Apache Tez Open-Source Contributor Curriculum

Welcome to the Apache Tez Open-Source Contributor Curriculum — a complete, implementation-heavy roadmap for engineers who want to become serious Apache Tez contributors and eventually operate at the level of a core contributor, committer, or PMC-aware engineer.


What This Curriculum Is

This is not a tutorial. It is a structured engineering apprenticeship built around how Apache Tez is actually developed, tested, reviewed, and maintained by its committers and PMC members.
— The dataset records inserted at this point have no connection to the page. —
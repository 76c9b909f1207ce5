use axum::extract::{Multipart, Path};
use axum::Json;
use once_cell::sync::Lazy;
use std::sync::Arc;

use contracts::usecases::u501_import_sales::request::{
    ConfirmRequest, CreateEntityRequest, SessionAssociations,
};
use contracts::usecases::u501_import_sales::response::{
    CreateEntityResponse, ImportStartStatus, SessionView, UploadResponse,
};

use crate::shared::config;
use crate::usecases::u501_import_sales::{ImportError, ImportExecutor};

// ============================================================================
// UseCase u501: Import B2B sales from file
// ============================================================================

static IMPORT_EXECUTOR: Lazy<Arc<ImportExecutor>> = Lazy::new(|| {
    let policy = config::load_config()
        .map(|c| c.import.on_preview_error)
        .unwrap_or_default();
    Arc::new(ImportExecutor::production(policy))
});

fn status_for(err: &ImportError) -> axum::http::StatusCode {
    use axum::http::StatusCode;
    match err {
        ImportError::SessionNotFound(_) => StatusCode::NOT_FOUND,
        ImportError::RowNotReady(_) | ImportError::InvalidState(_) => StatusCode::CONFLICT,
        ImportError::Upload(_) => StatusCode::BAD_REQUEST,
        _ => StatusCode::INTERNAL_SERVER_ERROR,
    }
}

/// POST /api/u501/import/upload
///
/// Multipart: поле `file` — сам файл, опциональное поле `associations` —
/// JSON с ассоциациями уровня сессии.
pub async fn u501_upload(
    mut multipart: Multipart,
) -> Result<Json<UploadResponse>, axum::http::StatusCode> {
    let mut file_name = String::from("upload.csv");
    let mut bytes: Option<Vec<u8>> = None;
    let mut associations = SessionAssociations::default();

    while let Ok(Some(field)) = multipart.next_field().await {
        match field.name() {
            Some("file") => {
                if let Some(name) = field.file_name() {
                    file_name = name.to_string();
                }
                match field.bytes().await {
                    Ok(data) => bytes = Some(data.to_vec()),
                    Err(e) => {
                        tracing::error!("Failed to read uploaded file: {}", e);
                        return Err(axum::http::StatusCode::BAD_REQUEST);
                    }
                }
            }
            Some("associations") => {
                let text = field.text().await.unwrap_or_default();
                match serde_json::from_str(&text) {
                    Ok(parsed) => associations = parsed,
                    Err(e) => {
                        tracing::error!("Invalid associations payload: {}", e);
                        return Err(axum::http::StatusCode::BAD_REQUEST);
                    }
                }
            }
            _ => {}
        }
    }

    let bytes = match bytes {
        Some(b) => b,
        None => return Err(axum::http::StatusCode::BAD_REQUEST),
    };

    match IMPORT_EXECUTOR
        .start_session(&file_name, &bytes, associations)
        .await
    {
        Ok(response) => Ok(Json(response)),
        Err(ImportError::Upload(message)) => {
            tracing::warn!("Import upload rejected: {}", message);
            Ok(Json(UploadResponse {
                session_id: String::new(),
                status: ImportStartStatus::Failed,
                message,
                row_count: 0,
            }))
        }
        Err(e) => {
            tracing::error!("Failed to start import: {}", e);
            Err(status_for(&e))
        }
    }
}

/// GET /api/u501/import/:session_id
pub async fn u501_get_session(
    Path(session_id): Path<String>,
) -> Result<Json<SessionView>, axum::http::StatusCode> {
    match IMPORT_EXECUTOR.get_session(&session_id) {
        Ok(view) => Ok(Json(view)),
        Err(e) => Err(status_for(&e)),
    }
}

/// POST /api/u501/import/:session_id/confirm
pub async fn u501_confirm_row(
    Path(session_id): Path<String>,
    Json(request): Json<ConfirmRequest>,
) -> Result<Json<SessionView>, axum::http::StatusCode> {
    match IMPORT_EXECUTOR
        .confirm_current_row(&session_id, request.resolved)
        .await
    {
        Ok(view) => Ok(Json(view)),
        Err(e) => {
            tracing::error!("Failed to confirm row: {}", e);
            Err(status_for(&e))
        }
    }
}

/// POST /api/u501/import/:session_id/skip
pub async fn u501_skip_row(
    Path(session_id): Path<String>,
) -> Result<Json<SessionView>, axum::http::StatusCode> {
    match IMPORT_EXECUTOR.skip_current_row(&session_id).await {
        Ok(view) => Ok(Json(view)),
        Err(e) => {
            tracing::error!("Failed to skip row: {}", e);
            Err(status_for(&e))
        }
    }
}

/// POST /api/u501/import/:session_id/accept-all
pub async fn u501_accept_all(
    Path(session_id): Path<String>,
    associations: Option<Json<SessionAssociations>>,
) -> Result<Json<SessionView>, axum::http::StatusCode> {
    match IMPORT_EXECUTOR
        .accept_all_remaining(&session_id, associations.map(|Json(a)| a))
        .await
    {
        Ok(view) => Ok(Json(view)),
        Err(e) => {
            tracing::error!("Failed to accept remaining rows: {}", e);
            Err(status_for(&e))
        }
    }
}

/// POST /api/u501/import/:session_id/create-entity
pub async fn u501_create_entity(
    Path(session_id): Path<String>,
    Json(request): Json<CreateEntityRequest>,
) -> Result<Json<CreateEntityResponse>, axum::http::StatusCode> {
    match IMPORT_EXECUTOR
        .create_missing_entity(&session_id, request)
        .await
    {
        Ok(response) => Ok(Json(response)),
        Err(e) => {
            tracing::error!("Failed to create entity during import: {}", e);
            Err(status_for(&e))
        }
    }
}

/// POST /api/u501/import/:session_id/commit
pub async fn u501_retry_commit(
    Path(session_id): Path<String>,
) -> Result<Json<SessionView>, axum::http::StatusCode> {
    match IMPORT_EXECUTOR.retry_commit(&session_id).await {
        Ok(view) => Ok(Json(view)),
        Err(e) => {
            tracing::error!("Failed to commit import batch: {}", e);
            Err(status_for(&e))
        }
    }
}

/// DELETE /api/u501/import/:session_id
pub async fn u501_cancel_session(
    Path(session_id): Path<String>,
) -> Result<(), axum::http::StatusCode> {
    match IMPORT_EXECUTOR.cancel_session(&session_id) {
        Ok(()) => Ok(()),
        Err(e) => Err(status_for(&e)),
    }
}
Every level is tied to real Apache Tez source code, real JIRA issue patterns, real test infrastructure, and real contribution workflows. The labs mirror the work an Apache Tez committer actually does — reading state machine code, tracing DAG execution paths, debugging shuffle failures, reproducing reported issues, and preparing patches for community review.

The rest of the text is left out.